Britain is hoping to persuade the US to rectify its "unacceptable" refusal to send experts to give evidence at coroner's inquests into British troop deaths in Iraq, a senior minister said.
Constitutional Affairs Minister Harriet Harman said she was seeking a meeting with senior US officials to persuade them to provide live testimony to help families understand better how their loved ones died.
The issue has come to the fore following repeated remarks by a coroner about the US military's unwillingness to cooperate with inquests in the UK.
The inquests are required under British law when a UK citizen dies abroad and the body is repatriated.
Andrew Walker last month publicly blamed US Marines for the unlawful killing of a British journalist, his Lebanese interpreter and French cameraman in Iraq in 2003 and would try to ensure they were prosecuted.

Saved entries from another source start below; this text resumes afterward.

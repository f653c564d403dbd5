use glyco_core::label::RiskLabel;
use glyco_core::measurement::MeasurementSet;
use glyco_core::reference::ReferenceTable;
use glyco_export::docx::generate_docx;
use glyco_export::document::{compose, ReportRequest};
use glyco_export::render::render_report;
use glyco_export::styles::DocumentStyles;

fn doc(label: RiskLabel) -> glyco_export::document::ReportDocument {
    compose(&ReportRequest {
        patient_name: "Sam Lee".to_string(),
        label,
        measurements: MeasurementSet::default(),
        reference: Some(ReferenceTable::canonical()),
        date: jiff::civil::date(2026, 3, 1),
    })
}

#[test]
fn rendered_report_contains_sections() {
    let rendered = render_report(&doc(RiskLabel::Positive)).unwrap();
    assert!(rendered.starts_with("# Diabetes Risk Assessment Report"));
    assert!(rendered.contains("**Patient:** Sam Lee"));
    assert!(rendered.contains("> HIGH RISK - Likely Diabetic"));
    assert!(rendered.contains("- **Glucose:** 100.00 (Normal: 70-99 mg/dL normal) **[check]**"));
    assert!(rendered.contains("- **Age:** 30 (Normal: < 45 lower risk)\n"));
    assert!(rendered.contains("## Comparison with Reference Values"));
    assert!(rendered.contains("- Schedule regular check-ups and blood tests"));
    assert!(!rendered.contains("Continue maintaining a healthy lifestyle"));
}

#[test]
fn negative_report_renders_negative_list_only() {
    let rendered = render_report(&doc(RiskLabel::Negative)).unwrap();
    assert!(rendered.contains("**Patient:** Sam Lee"));
    assert!(rendered.contains("> LOW RISK - Not Diabetic"));
    assert!(rendered.contains("- Continue maintaining a healthy lifestyle"));
    assert!(!rendered.contains("Schedule regular check-ups and blood tests"));
}

#[test]
fn docx_is_a_zip_package() {
    let report = doc(RiskLabel::Negative);
    let rendered = render_report(&report).unwrap();
    let bytes = generate_docx(&rendered, report.label, &DocumentStyles::default()).unwrap();
    assert_eq!(&bytes[0..2], b"PK");
}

Terry Lloyd, Hussein Osman and Fred Nerac were shot near the southern city of Basra two days into the US-led invasion, but none of those involved in the shooting gave evidence.
Walker reiterated his complaint at the inquest into the deaths on the same day of two British Royal Air Force personnel who were shot down by a US Patriot missile as they approached an air base in Kuwait following a sortie in Iraq.
Harman told ITV1 television in an interview to be broadcast yesterday that to deny grieving families the chance to know what happened was unacceptable.
"If our service people have died in Iraq, the very least we can do is to make sure there is a proper inquest, so their families can understand the truth of the situation of how their loved ones died," she said.
"We need those American service people and experts to be in the coroner's court in order to give an account of the situation," she said.
"When they don't come that's not acceptable and we are prepared to say that's not acceptable," she said.
Britain, which still has about 7,000 troops mainly in southern Iraq, has suffered 121 military fatalities since the start of the war.